Exercise aim - Nothing outside the range below should be printed. Output exactly the lines from the line with "variants for the Narrative Progression context." to the line with "envelope for the Narrative Progression context.", both included.

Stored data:

________________________________________

//! Domain events for the Narrative Progression context.

use keepsake_core::event::{DomainEvent, EventMetadata};
use serde::{Deserialize, Serialize};

use super::screen::Screen;

/// The two affirmatives offered on the proposal screen.
#[derive(Debug, Clone, Copy, PartialEq, Eq, Serialize, Deserialize)]
pub enum ProposalChoice {
    /// The plain affirmative.
    Yes,
    /// The stronger affirmative; celebrated with a longer burst.
    Always,
}

impl ProposalChoice {
    /// Whether this choice amplifies the celebration burst.
    #[must_use]
    pub fn amplified(self) -> bool {
        matches!(self, Self::Always)
    }
}

/// The proposal's session-terminal outcome.
#[derive(Debug, Clone, Copy, PartialEq, Eq, Serialize, Deserialize)]
pub enum ProposalOutcome {
    /// No choice made yet.
    Pending,
    /// Settled with [`ProposalChoice::Yes`].
    Yes,
    /// Settled with [`ProposalChoice::Always`].
    Always,
}

impl From<ProposalChoice> for ProposalOutcome {
    fn from(choice: ProposalChoice) -> Self {
        match choice {
            ProposalChoice::Yes => Self::Yes,
            ProposalChoice::Always => Self::Always,
        }
    }
}

/// Emitted when the screen pointer moves forward.
#[derive(Debug, Clone, Serialize, Deserialize)]
pub struct ScreenAdvanced {
    /// The screen being left.
    pub from: Screen,
    /// The screen being entered.
    pub to: Screen,
}

/// Emitted when a fresh affirmation is drawn from the pool.
#[derive(Debug, Clone, Serialize, Deserialize)]
pub struct MessageRevealed {
    /// Index into the static reveal pool.
    pub index: usize,
}

/// Emitted when the proposal is settled.
#[derive(Debug, Clone, Serialize, Deserialize)]
pub struct OutcomeChosen {
    /// The affirmative the viewer picked.
    pub choice: ProposalChoice,
}

/// Event payload variants for the Narrative Progression context.
#[derive(Debug, Clone, Serialize, Deserialize)]
pub enum StoryEventKind {
    /// The gate has been cleared; Gate→Welcome becomes legal.
    EntryGranted,
    /// The screen pointer moved forward.
    ScreenAdvanced(ScreenAdvanced),
    /// A fresh affirmation was drawn.
    MessageRevealed(MessageRevealed),
    /// The proposal was settled.
    OutcomeChosen(OutcomeChosen),
}

/// Domain event envelope for the Narrative Progression context.
#[derive(Debug, Clone)]
pub struct StoryEvent {
    /// Event metadata.
    pub metadata: EventMetadata,
    /// Event-specific payload.
    pub kind: StoryEventKind,
}

impl DomainEvent for StoryEvent {
    fn event_type(&self) -> &'static str {
        match &self.kind {
            StoryEventKind::EntryGranted => "story.entry_granted",
            StoryEventKind::ScreenAdvanced(_) => "story.screen_advanced",
            StoryEventKind::MessageRevealed(_) => "story.message_revealed",
            StoryEventKind::OutcomeChosen(_) => "story.outcome_chosen",
        }
    }

    fn metadata(&self) -> &EventMetadata {
        &self.metadata
    }
}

________________________________________

Solution below -
/// Event payload variants for the Narrative Progression context.
#[derive(Debug, Clone, Serialize, Deserialize)]
pub enum StoryEventKind {
    /// The gate has been cleared; Gate→Welcome becomes legal.
    EntryGranted,
    /// The screen pointer moved forward.
    ScreenAdvanced(ScreenAdvanced),
    /// A fresh affirmation was drawn.
    MessageRevealed(MessageRevealed),
    /// The proposal was settled.
    OutcomeChosen(OutcomeChosen),
}

/// Domain event envelope for the Narrative Progression context.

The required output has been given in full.